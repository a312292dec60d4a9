//! Run configuration.
//!
//! A run is described by one YAML file. Every section has defaults, so an
//! empty file is a valid (if not very useful) configuration. API keys are
//! never stored in the file; sections name the environment variable that
//! holds them instead.

use std::path::{Path, PathBuf};

use serde::{Deserialize, Serialize};
use serde_json::{json, Value};

use crate::dataset::DatasetFields;
use crate::error::ConfigError;
use crate::sampler::SamplingPolicy;
use crate::scaffold::AgentConfig;
use crate::scheduler::SchedulerConfig;

/// Agent model endpoint plus loop settings.
#[derive(Debug, Clone, PartialEq, Serialize, Deserialize)]
#[serde(default)]
pub struct AgentSection {
    /// OpenAI-compatible base URL (LiteLLM proxy, OpenRouter, vLLM, ...).
    pub api_base: String,
    /// Environment variable holding the API key; unset means no auth.
    pub api_key_env: Option<String>,
    pub request_timeout_secs: u64,
    #[serde(flatten)]
    pub settings: AgentConfig,
}

impl Default for AgentSection {
    fn default() -> Self {
        Self {
            api_base: "http://localhost:4000/v1".to_string(),
            api_key_env: Some("LITELLM_API_KEY".to_string()),
            request_timeout_secs: 300,
            settings: AgentConfig::default().with_model("gpt-4o-mini"),
        }
    }
}

/// One remote tool exposed to the agent.
#[derive(Debug, Clone, PartialEq, Serialize, Deserialize)]
pub struct ToolSpec {
    pub name: String,
    #[serde(default)]
    pub description: String,
    pub endpoint: String,
    #[serde(default = "default_tool_timeout")]
    pub timeout_secs: u64,
    /// JSON schema of the arguments object.
    #[serde(default = "default_tool_parameters")]
    pub parameters: Value,
    #[serde(default)]
    pub api_key_env: Option<String>,
}

fn default_tool_timeout() -> u64 {
    30
}

fn default_tool_parameters() -> Value {
    json!({"type": "object", "properties": {}})
}

#[derive(Debug, Clone, Copy, PartialEq, Eq, Serialize, Deserialize, Default)]
#[serde(rename_all = "snake_case")]
pub enum VerifierKind {
    F1,
    #[default]
    LlmJudge,
}

#[derive(Debug, Clone, PartialEq, Serialize, Deserialize)]
#[serde(default)]
pub struct VerifierSection {
    pub kind: VerifierKind,
    /// F1 at or above this counts as correct without asking the grader.
    pub f1_threshold: f64,
    /// Grader model; falls back to the agent model.
    pub grader_model: Option<String>,
    /// Grader endpoint; falls back to the agent endpoint.
    pub grader_api_base: Option<String>,
    pub grader_api_key_env: Option<String>,
    pub temperature: f64,
    pub max_tokens: u32,
}

impl Default for VerifierSection {
    fn default() -> Self {
        Self {
            kind: VerifierKind::default(),
            f1_threshold: 0.9,
            grader_model: None,
            grader_api_base: None,
            grader_api_key_env: None,
            temperature: 0.3,
            max_tokens: 16,
        }
    }
}

#[derive(Debug, Clone, PartialEq, Serialize, Deserialize)]
#[serde(default)]
pub struct CacheSection {
    pub enabled: bool,
    /// SQLite file shared by every shard on this machine.
    pub path: PathBuf,
    pub memory_entries: usize,
}

impl Default for CacheSection {
    fn default() -> Self {
        Self {
            enabled: true,
            path: PathBuf::from("./cache/tool_cache.db"),
            memory_entries: 10_000,
        }
    }
}

#[derive(Debug, Clone, PartialEq, Serialize, Deserialize)]
#[serde(default)]
pub struct SchedulerSection {
    #[serde(flatten)]
    pub core: SchedulerConfig,
    pub progress_interval_secs: u64,
    /// Warn when nothing settles for this long.
    pub stall_after_secs: u64,
}

impl Default for SchedulerSection {
    fn default() -> Self {
        Self {
            core: SchedulerConfig::default(),
            progress_interval_secs: 30,
            stall_after_secs: 900,
        }
    }
}

#[derive(Debug, Clone, PartialEq, Serialize, Deserialize)]
#[serde(default)]
pub struct StorageSection {
    /// Root of attempt logs and batch snapshots.
    pub root: PathBuf,
}

impl Default for StorageSection {
    fn default() -> Self {
        Self {
            root: PathBuf::from("./runs"),
        }
    }
}

#[derive(Debug, Clone, PartialEq, Serialize, Deserialize, Default)]
#[serde(default)]
pub struct DatasetSection {
    /// Dataset name; keys storage and prefixes fallback item ids.
    pub name: Option<String>,
    /// JSONL file to load.
    pub path: Option<PathBuf>,
    pub max_examples: Option<usize>,
    #[serde(flatten)]
    pub fields: DatasetFields,
}

/// Full configuration of a `generate` run.
#[derive(Debug, Clone, PartialEq, Serialize, Deserialize, Default)]
#[serde(default)]
pub struct RunConfig {
    pub agent: AgentSection,
    pub tools: Vec<ToolSpec>,
    pub verifier: VerifierSection,
    pub cache: CacheSection,
    pub sampling: SamplingPolicy,
    pub scheduler: SchedulerSection,
    pub storage: StorageSection,
    pub dataset: DatasetSection,
}

impl RunConfig {
    /// Loads and validates a YAML config file.
    pub fn from_file(path: impl AsRef<Path>) -> Result<Self, ConfigError> {
        let contents = std::fs::read_to_string(path)?;
        Self::from_yaml(&contents)
    }

    pub fn from_yaml(contents: &str) -> Result<Self, ConfigError> {
        let config: Self = if contents.trim().is_empty() {
            Self::default()
        } else {
            serde_yaml::from_str(contents)?
        };
        config.validate()?;
        Ok(config)
    }

    /// Checks ranges and cross-field consistency.
    ///
    /// # Errors
    ///
    /// Returns `ConfigError::InvalidValue` naming the first offending key.
    pub fn validate(&self) -> Result<(), ConfigError> {
        if self.agent.settings.model.trim().is_empty() {
            return Err(invalid("agent.model", "cannot be empty"));
        }
        if self.agent.settings.max_turns == 0 {
            return Err(invalid("agent.max_turns", "must be at least 1"));
        }
        if !(0.0..=2.0).contains(&self.agent.settings.temperature) {
            return Err(invalid("agent.temperature", "must be within [0, 2]"));
        }
        if self.agent.request_timeout_secs == 0 {
            return Err(invalid("agent.request_timeout_secs", "must be greater than 0"));
        }

        let mut names = std::collections::HashSet::new();
        for tool in &self.tools {
            if tool.name.trim().is_empty() {
                return Err(invalid("tools.name", "cannot be empty"));
            }
            if !names.insert(tool.name.as_str()) {
                return Err(invalid("tools.name", &format!("duplicate tool '{}'", tool.name)));
            }
            if !(tool.endpoint.starts_with("http://") || tool.endpoint.starts_with("https://")) {
                return Err(invalid(
                    "tools.endpoint",
                    &format!("'{}' is not an http(s) URL", tool.endpoint),
                ));
            }
            if tool.timeout_secs == 0 {
                return Err(invalid("tools.timeout_secs", "must be greater than 0"));
            }
        }

        if !(0.0..=1.0).contains(&self.verifier.f1_threshold) {
            return Err(invalid("verifier.f1_threshold", "must be within [0, 1]"));
        }

        self.sampling.validate()?;
        self.scheduler
            .core
            .validate()
            .map_err(|e| invalid("scheduler", &e.to_string()))?;
        if self.scheduler.progress_interval_secs == 0 {
            return Err(invalid("scheduler.progress_interval_secs", "must be greater than 0"));
        }

        if self.cache.enabled && self.cache.path.as_os_str().is_empty() {
            return Err(invalid("cache.path", "cannot be empty when the cache is enabled"));
        }
        Ok(())
    }
}

fn invalid(key: &str, message: &str) -> ConfigError {
    ConfigError::InvalidValue {
        key: key.to_string(),
        message: message.to_string(),
    }
}

/// Commented example printed by `traceforge example-config`.
pub const EXAMPLE_CONFIG: &str = r#"# traceforge run configuration

agent:
  api_base: http://localhost:4000/v1
  api_key_env: LITELLM_API_KEY
  model: gpt-4o-mini
  max_turns: 16
  temperature: 0.2
  max_tokens: 4096
  # ask once for an answer when the turn limit is hit
  force_final_answer: true

tools:
  - name: web_search
    description: Search the web. Returns titles, URLs and snippets.
    endpoint: http://localhost:8000/tools/web_search
    timeout_secs: 30
    parameters:
      type: object
      properties:
        query: { type: string }
      required: [query]
  - name: fetch_page
    description: Fetch a web page and return its main text.
    endpoint: http://localhost:8000/tools/fetch_page
    timeout_secs: 60
    parameters:
      type: object
      properties:
        url: { type: string }
      required: [url]

verifier:
  kind: llm_judge        # or f1
  f1_threshold: 0.9
  grader_model: gpt-4o-mini

cache:
  enabled: true
  path: ./cache/tool_cache.db
  memory_entries: 10000

sampling:
  max_attempts: 5
  threshold: 1.0

scheduler:
  max_concurrent: 8
  batch_size: 64
  resume_from_cache: true
  progress_interval_secs: 30
  stall_after_secs: 900

storage:
  root: ./runs

dataset:
  name: trivia
  path: ./data/trivia.jsonl
  id_field: id
  prompt_field: question
  answer_field: answer
"#;
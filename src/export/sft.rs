//! Supervised fine-tuning export of accepted traces.

use serde::{Deserialize, Serialize};
use uuid::Uuid;

use crate::merge::MergedItem;
use crate::scaffold::prompts::{build_question_prompt, format_tool_result};
use crate::trajectory::TraceStep;

#[derive(Debug, Clone, PartialEq, Serialize, Deserialize)]
pub struct SftTurn {
    pub content: String,
    pub role: String,
}

impl SftTurn {
    fn new(role: &str, content: impl Into<String>) -> Self {
        Self {
            content: content.into(),
            role: role.to_string(),
        }
    }
}

/// One accepted trace in chat form.
#[derive(Debug, Clone, PartialEq, Serialize, Deserialize)]
pub struct SftRecord {
    pub id: String,
    pub source_id: String,
    pub question: String,
    pub source: String,
    #[serde(rename = "type")]
    pub kind: String,
    pub num_tool_calls: u32,
    pub conversations: Vec<SftTurn>,
}

/// Turns accepted merged items into [`SftRecord`]s.
pub struct SftExporter {
    dataset: String,
    system_prompt: String,
}

impl SftExporter {
    pub fn new(dataset: impl Into<String>, system_prompt: impl Into<String>) -> Self {
        Self {
            dataset: dataset.into(),
            system_prompt: system_prompt.into(),
        }
    }

    /// `None` unless the item was accepted with a recorded attempt.
    pub fn record(&self, item: &MergedItem) -> Option<SftRecord> {
        if !item.is_accepted() {
            return None;
        }
        let attempt = item.attempt.as_ref()?;

        Some(SftRecord {
            id: Uuid::new_v4().to_string(),
            source_id: format!("{}_{}", self.dataset, item.index),
            question: item.question.clone(),
            source: self.dataset.clone(),
            kind: "short_form".to_string(),
            num_tool_calls: attempt.tool_calls,
            conversations: vec![
                SftTurn::new("system", self.system_prompt.clone()),
                SftTurn::new("user", build_question_prompt(&item.question)),
                SftTurn::new("assistant", render_transcript(&attempt.trace)),
            ],
        })
    }

    pub fn records<'a>(&'a self, items: impl IntoIterator<Item = &'a MergedItem>) -> Vec<SftRecord> {
        items.into_iter().filter_map(|item| self.record(item)).collect()
    }
}

/// Flattens a trace into one assistant transcript.
///
/// Tool results are inlined between the agent outputs that requested and
/// consumed them. The answer tag is appended only when no agent output
/// already carried it (a forced answer, for instance).
pub fn render_transcript(trace: &[TraceStep]) -> String {
    let mut parts: Vec<String> = Vec::new();
    let mut answered = false;

    for step in trace {
        match step {
            TraceStep::AgentOutput { text, .. } => {
                answered |= text.contains("<answer>");
                parts.push(text.trim().to_string());
            }
            TraceStep::ToolCall {
                tool,
                output,
                error,
                ..
            } => {
                let rendered = match (output, error) {
                    (Some(value), _) => format_tool_result(tool, Ok(value)),
                    (None, Some(error)) => format_tool_result(tool, Err(error.as_str())),
                    (None, None) => format_tool_result(tool, Err("no output")),
                };
                parts.push(format!("<tool_output>\n{}\n</tool_output>", rendered));
            }
            TraceStep::FinalAnswer { answer, .. } => {
                if !answered {
                    parts.push(format!("<answer>{}</answer>", answer));
                    answered = true;
                }
            }
        }
    }

    parts.join("\n\n")
}
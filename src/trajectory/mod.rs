//! Trace records for rejection-sampled episodes.
//!
//! # Overview
//!
//! - **Item**: one question with an optional ground truth
//! - **Attempt**: one agent run over an item, with its trace and score
//! - **IterationRecord**: one pass over a dataset, one terminal entry per item
//!
//! Attempts are appended to a per-shard log as they finish and each
//! completed batch is snapshotted, both through [`RunStore`].
//!
//! # Usage
//!
//! ```rust,ignore
//! use traceforge::trajectory::{RunStore, StorageKey, TraceCollector};
//! use traceforge::shard::ShardKey;
//!
//! let mut collector = TraceCollector::new("q-17", 1);
//! collector.record_agent_output(1, "<answer>Paris</answer>");
//! collector.record_final_answer(1, "Paris");
//! let attempt = collector.finish(Some("Paris".into()), Some(1.0), AttemptOutcome::Success, None);
//!
//! let store = RunStore::new("runs");
//! let key = StorageKey::new("geo", 1, ShardKey::single());
//! store.append_attempt(&key, &attempt).await?;
//! ```

pub mod collector;
pub mod storage;
pub mod types;

pub use collector::TraceCollector;
pub use storage::{RunStore, StorageKey, StoredProgress};
pub use types::{
    Attempt, AttemptOutcome, BatchSnapshot, Item, ItemStatus, IterationEntry, IterationRecord,
    TraceStep,
};
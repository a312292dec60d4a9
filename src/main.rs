//! traceforge CLI entry point.
//!
//! Initializes logging and delegates to the CLI module for command handling.

use tracing_subscriber::{fmt, prelude::*, EnvFilter};

#[tokio::main]
async fn main() -> anyhow::Result<()> {
    let cli = traceforge::cli::parse_cli();

    // RUST_LOG wins over --log-level
    let log_filter = std::env::var("RUST_LOG").unwrap_or_else(|_| cli.log_level.clone());

    tracing_subscriber::registry()
        .with(fmt::layer().with_target(false))
        .with(EnvFilter::try_from_default_env().unwrap_or_else(|_| EnvFilter::new(&log_filter)))
        .init();

    traceforge::cli::run_with_cli(cli).await
}
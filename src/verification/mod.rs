//! Answer verification.
//!
//! A [`Verifier`] scores a final answer against the item's ground truth,
//! producing a value in `[0, 1]`. The episode executor compares it with the
//! acceptance threshold.

pub mod f1;
pub mod judge;

pub use f1::{f1_score, normalize_answer, F1Verifier};
pub use judge::{parse_verdict, LlmJudgeVerifier, Verdict};

use async_trait::async_trait;

use crate::error::VerificationError;

#[async_trait]
pub trait Verifier: Send + Sync {
    /// Scores `answer` against `ground_truth`.
    async fn score(
        &self,
        question: &str,
        answer: &str,
        ground_truth: &str,
    ) -> Result<f64, VerificationError>;

    /// Short name used in logs.
    fn name(&self) -> &str;
}
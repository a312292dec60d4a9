//! Agent scaffold: the policy, its prompts and the tools it can call.
//!
//! The scaffold provides the collaborators the episode executor drives:
//! 1. An [`AgentPolicy`] that picks the next tool call or a final answer
//! 2. A [`ToolRegistry`] of remote tools, resolved by name at startup
//! 3. A [`ToolInvoker`] that routes every call through the tool cache
//!
//! # Example
//!
//! ```ignore
//! use traceforge::scaffold::{AgentConfig, LlmAgent, ToolInvoker, ToolRegistry};
//!
//! let agent = LlmAgent::new(llm_client, AgentConfig::default(), &registry);
//! let invoker = ToolInvoker::new(Arc::new(registry), cache);
//! ```

pub mod agent_loop;
pub mod prompts;
pub mod tools;

pub use agent_loop::{
    extract_answer, AgentAction, AgentConfig, AgentContext, AgentError, AgentPolicy, AgentTurn,
    JsonResponseParser, LlmAgent, ResponseParser, ToolCall,
};
pub use prompts::{build_system_prompt, build_tool_prompt, AGENT_SYSTEM_PROMPT};
pub use tools::{HttpTool, Tool, ToolError, ToolInvocation, ToolInvoker, ToolRegistry};
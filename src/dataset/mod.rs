//! JSONL dataset loading.
//!
//! Each non-empty line is one JSON object. Field names are configurable so
//! the same loader reads most question/answer dumps without conversion.

use std::collections::HashSet;
use std::path::Path;

use serde::{Deserialize, Serialize};
use serde_json::Value;
use tracing::info;

use crate::error::StorageError;
use crate::trajectory::Item;

/// Which JSON fields hold the id, the question and the answer.
#[derive(Debug, Clone, PartialEq, Serialize, Deserialize)]
#[serde(default)]
pub struct DatasetFields {
    pub id_field: String,
    pub prompt_field: String,
    pub answer_field: String,
}

impl Default for DatasetFields {
    fn default() -> Self {
        Self {
            id_field: "id".to_string(),
            prompt_field: "question".to_string(),
            answer_field: "answer".to_string(),
        }
    }
}

/// Parses dataset lines into items.
///
/// Item indices are line positions among non-empty lines, counted over the
/// whole file, so they stay stable when the caller later takes a shard.
/// A row without an id becomes `<dataset>_<index>`.
pub fn parse_items(
    contents: &str,
    dataset: &str,
    fields: &DatasetFields,
    max_examples: Option<usize>,
) -> Result<Vec<Item>, StorageError> {
    let mut items = Vec::new();
    let mut ids = HashSet::new();

    let rows = contents.lines().filter(|line| !line.trim().is_empty());
    for (index, line) in rows.take(max_examples.unwrap_or(usize::MAX)).enumerate() {
        let row: Value = serde_json::from_str(line)
            .map_err(|e| StorageError::InvalidData(format!("row {}: {}", index, e)))?;

        let question = row
            .get(&fields.prompt_field)
            .and_then(scalar_to_string)
            .ok_or_else(|| {
                StorageError::InvalidData(format!(
                    "row {}: missing prompt field '{}'",
                    index, fields.prompt_field
                ))
            })?;
        let id = row
            .get(&fields.id_field)
            .and_then(scalar_to_string)
            .unwrap_or_else(|| format!("{}_{}", dataset, index));
        let ground_truth = row.get(&fields.answer_field).and_then(scalar_to_string);

        if !ids.insert(id.clone()) {
            return Err(StorageError::InvalidData(format!(
                "row {}: duplicate item id '{}'",
                index, id
            )));
        }
        items.push(Item::new(id, index, question, ground_truth));
    }

    Ok(items)
}

/// Reads a JSONL file. See [`parse_items`].
pub async fn load_jsonl(
    path: impl AsRef<Path>,
    dataset: &str,
    fields: &DatasetFields,
    max_examples: Option<usize>,
) -> Result<Vec<Item>, StorageError> {
    let path = path.as_ref();
    let contents = tokio::fs::read_to_string(path).await?;
    let items = parse_items(&contents, dataset, fields, max_examples)?;
    info!(path = ?path, dataset, items = items.len(), "Loaded dataset");
    Ok(items)
}

/// Strings pass through; numbers and booleans are stringified. Answers
/// given as a list use their first element.
fn scalar_to_string(value: &Value) -> Option<String> {
    match value {
        Value::String(s) => Some(s.clone()),
        Value::Number(n) => Some(n.to_string()),
        Value::Bool(b) => Some(b.to_string()),
        Value::Array(values) => values.first().and_then(scalar_to_string),
        Value::Null | Value::Object(_) => None,
    }
}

........

▸ Exercise goal
The response must consist solely of the lines from the top of the records through the line holding "the arguments object.", copied word for word.

▸ Answer box
repository a312292dec60d4a9
//! Run configuration.
//!
//! A run is described by one YAML file. Every section has defaults, so an
//! empty file is a valid (if not very useful) configuration. API keys are
//! never stored in the file; sections name the environment variable that
//! holds them instead.

use std::path::{Path, PathBuf};

use serde::{Deserialize, Serialize};
use serde_json::{json, Value};

use crate::dataset::DatasetFields;
use crate::error::ConfigError;
use crate::sampler::SamplingPolicy;
use crate::scaffold::AgentConfig;
use crate::scheduler::SchedulerConfig;

/// Agent model endpoint plus loop settings.
#[derive(Debug, Clone, PartialEq, Serialize, Deserialize)]
#[serde(default)]
pub struct AgentSection {
    /// OpenAI-compatible base URL (LiteLLM proxy, OpenRouter, vLLM, ...).
    pub api_base: String,
    /// Environment variable holding the API key; unset means no auth.
    pub api_key_env: Option<String>,
    pub request_timeout_secs: u64,
    #[serde(flatten)]
    pub settings: AgentConfig,
}

impl Default for AgentSection {
    fn default() -> Self {
        Self {
            api_base: "http://localhost:4000/v1".to_string(),
            api_key_env: Some("LITELLM_API_KEY".to_string()),
            request_timeout_secs: 300,
            settings: AgentConfig::default().with_model("gpt-4o-mini"),
        }
    }
}

/// One remote tool exposed to the agent.
#[derive(Debug, Clone, PartialEq, Serialize, Deserialize)]
pub struct ToolSpec {
    pub name: String,
    #[serde(default)]
    pub description: String,
    pub endpoint: String,
    #[serde(default = "default_tool_timeout")]
    pub timeout_secs: u64,
    /// JSON schema of the arguments object.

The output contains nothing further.